Ts(Na)NCHH_{2}CH_{2}N(Ts)CH_{2}CH_{2}N(Na)Ts + TsOCH_{2}CH_{2}OTs + → [(CH_{2}CH_{2}N(Ts)]_{3} + 2 NaOTs

[(CH_{2}CH_{2}N(Ts)]_{3} + 3 H_{2}O → [CH_{2}CH_{2}NH]_{3} + 3 HOTs

==Coordination chemistry==
TACN is a popular tridentate ligand. It is threefold symmetric and binds to one face of an octahedron of metalloids and transition metals. The (TACN)M unit is kinetically inert, allowing further synthetic transformations on the other coordination sites. A bulky analogue of TACN, is the N,N′,N″-trimethylated analogue trimethyltriazacyclononane.

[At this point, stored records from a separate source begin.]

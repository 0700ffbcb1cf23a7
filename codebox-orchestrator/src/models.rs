//! Persisted records and their enumerated fields.
//!
//! Enum columns are stored as lowercase text. Reading one back goes through
//! [`parse_field`], which names the offending column on failure.

use crate::error::{OrchestratorError, Result};
use chrono::{DateTime, Utc};
use serde::de::DeserializeOwned;
use serde::{Deserialize, Serialize};
use std::fmt;

pub(crate) fn parse_field<T: DeserializeOwned>(field: &'static str, value: &str) -> Result<T> {
    serde_json::from_value(serde_json::Value::String(value.to_string()))
        .map_err(|_| OrchestratorError::invalid_field(field, value))
}

macro_rules! text_enum {
    ($name:ident { $($variant:ident => $text:literal),+ $(,)? }) => {
        impl $name {
            pub fn as_str(&self) -> &'static str {
                match self {
                    $($name::$variant => $text,)+
                }
            }
        }

        impl fmt::Display for $name {
            fn fmt(&self, f: &mut fmt::Formatter<'_>) -> fmt::Result {
                f.write_str(self.as_str())
            }
        }
    };
}

#[derive(Debug, Clone, Copy, PartialEq, Eq, Serialize, Deserialize)]
#[serde(rename_all = "lowercase")]
pub enum WorkspaceStatus {
    Creating,
    Starting,
    Running,
    Stopping,
    Stopped,
    Error,
}

text_enum!(WorkspaceStatus {
    Creating => "creating",
    Starting => "starting",
    Running => "running",
    Stopping => "stopping",
    Stopped => "stopped",
    Error => "error",
});

/// Workspace flavours. Each one brings its own lifecycle driver.
#[derive(Debug, Clone, Copy, PartialEq, Eq, Serialize, Deserialize)]
#[serde(rename_all = "lowercase")]
pub enum WorkspaceKind {
    Devcontainer,
}

text_enum!(WorkspaceKind {
    Devcontainer => "devcontainer",
});

#[derive(Debug, Clone, Copy, PartialEq, Eq, Serialize, Deserialize)]
#[serde(rename_all = "snake_case")]
pub enum ContainerType {
    DockerContainer,
}

text_enum!(ContainerType {
    DockerContainer => "docker_container",
});

#[derive(Debug, Clone, Copy, PartialEq, Eq, Serialize, Deserialize)]
#[serde(rename_all = "lowercase")]
pub enum ContainerStatus {
    Starting,
    Running,
    Stopped,
    Error,
}

text_enum!(ContainerStatus {
    Starting => "starting",
    Running => "running",
    Stopped => "stopped",
    Error => "error",
});

/// Liveness of the in-container agent, tracked apart from the container itself.
#[derive(Debug, Clone, Copy, PartialEq, Eq, Serialize, Deserialize)]
#[serde(rename_all = "lowercase")]
pub enum AgentStatus {
    Starting,
    Running,
    Error,
}

text_enum!(AgentStatus {
    Starting => "starting",
    Running => "running",
    Error => "error",
});

#[derive(Debug, Clone, Copy, PartialEq, Eq, Serialize, Deserialize)]
#[serde(rename_all = "lowercase")]
pub enum ConnectionType {
    Http,
    Ws,
}

text_enum!(ConnectionType {
    Http => "http",
    Ws => "ws",
});

#[derive(Debug, Clone, Serialize)]
pub struct User {
    pub id: i64,
    pub username: String,
    #[serde(skip_serializing)]
    pub ssh_private_key: Option<String>,
    pub created_at: DateTime<Utc>,
}

#[derive(Debug, Clone, Serialize)]
pub struct Workspace {
    pub id: i64,
    pub name: String,
    pub user_id: i64,
    pub kind: WorkspaceKind,
    pub status: WorkspaceStatus,
    pub git_repo_url: String,
    pub git_repo_config_folder: String,
    pub git_branch: Option<String>,
    /// Cached configuration archive; set once configuration was resolved.
    pub config_archive: Option<String>,
    /// Type specific settings, opaque to the lifecycle.
    pub custom_config: serde_json::Value,
    pub created_at: DateTime<Utc>,
    pub updated_at: DateTime<Utc>,
    pub last_activity_on: Option<DateTime<Utc>>,
    pub last_start_on: Option<DateTime<Utc>>,
}

#[derive(Debug, Clone, Serialize, Deserialize)]
pub struct CreateWorkspaceRequest {
    pub name: String,
    pub user_id: i64,
    #[serde(default = "default_kind")]
    pub kind: WorkspaceKind,
    pub git_repo_url: String,
    #[serde(default = "default_config_folder")]
    pub git_repo_config_folder: String,
    #[serde(default)]
    pub git_branch: Option<String>,
    #[serde(default)]
    pub custom_config: Option<serde_json::Value>,
}

fn default_kind() -> WorkspaceKind {
    WorkspaceKind::Devcontainer
}

fn default_config_folder() -> String {
    ".devcontainer".to_string()
}

#[derive(Debug, Clone, Serialize)]
pub struct WorkspaceContainer {
    pub id: i64,
    pub workspace_id: i64,
    /// Engine id of the running container.
    pub container_id: String,
    pub container_type: ContainerType,
    pub name: String,
    pub container_user: String,
    pub container_status: ContainerStatus,
    pub agent_status: AgentStatus,
    pub agent_external_port: u16,
    pub agent_last_contact: Option<DateTime<Utc>>,
    pub can_connect_remote_developing: bool,
    pub workspace_path_in_container: String,
    pub external_ipv4: String,
    pub forwarded_ports: Vec<ForwardedPort>,
}

/// Container fields written by the lifecycle after a successful start.
#[derive(Debug, Clone)]
pub struct NewContainer {
    pub container_id: String,
    pub container_type: ContainerType,
    pub name: String,
    pub container_user: String,
    pub container_status: ContainerStatus,
    pub agent_status: AgentStatus,
    pub agent_external_port: u16,
    pub can_connect_remote_developing: bool,
    pub workspace_path_in_container: String,
    pub external_ipv4: String,
}

#[derive(Debug, Clone, PartialEq, Eq, Serialize)]
pub struct ForwardedPort {
    pub id: i64,
    pub container_id: i64,
    pub port_number: u16,
    pub active: bool,
    pub connection_type: ConnectionType,
    pub public: bool,
}

/// A port a container should publish.
#[derive(Debug, Clone, Copy, PartialEq, Eq)]
pub struct PortRequest {
    pub port_number: u16,
    pub connection_type: ConnectionType,
    pub public: bool,
}

#[derive(Debug, Clone, PartialEq, Eq, Serialize)]
pub struct LogEntry {
    pub id: i64,
    pub logged_at: DateTime<Utc>,
    pub message: String,
}

pub(crate) fn port_number(field: &'static str, value: i64) -> Result<u16> {
    u16::try_from(value)
        .ok()
        .filter(|p| *p > 0)
        .ok_or_else(|| OrchestratorError::invalid_field(field, value))
}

===Illustrative complexes===
- Although TACN characteristically coordinates to metals in mid- and high oxidation states, e.g. Ni(III), Mn(IV), Mo(III), W(III), exceptions occur. To illustrate, 1,4,7-triazacyclononane reacts readily with Mo(CO)_{6} and W(CO)_{6} to produce the respective air-stable tricarbonyl compounds, [(κ^{3} -TACN)Mo(CO)_{3}] and [(κ^{3}-TACN)W(CO)_{3}]. Both have an oxidation state of zero. After further reacting with 30% H_{2}O_{2}, the products are [(κ^{3}-TACN)MoO_{3}] and [(κ^{3}-TACN)WO_{3}]. Both of these oxo complexes have an oxidation state of 6. The macrocyclic ligand does dissociate in the course of this dramatic change in formal oxidation state of the metal.
- The complex [κ^{3}-TACN)Cu(II)Cl_{2}], a catalyst for hydrolytic cleavage of phosphodiester bonds in DNA, is prepared as follows from TACN trihydrochloride:
  - TACN·3HCl + CuCl_{2}·3H_{2}O + 3 NaOH → [(κ^{3}-TACN)CuCl_{2}] + 6 H_{2}O + 3 NaCl

- Mn-TACN complexes catalyze epoxidation of alkenes such as styrene using H_{2}O_{2} as an oxidant in a carbonate buffered methanol solution at a pH of 8.0. These reagents are considered environmentally benign,
  - [(κ^{3}-TACN)Mn] + H_{2}O_{2} + NaHCO_{3} + (C_{6}H_{5})C_{2}H_{3}→ [(κ^{3}-TACN)Mn] + 2H_{2}O + CO_{2} + (C_{6}H_{5})C_{2}H_{2}O

- Chromium (II) sources, e.g. created by heating CrCl_{3}^{.}6H_{2}O in DMSO react with TACN to form both 1:1 Cr:and 2:1 complexes, e.g. yellow [(TACN)_{2}Cr]^{3+}.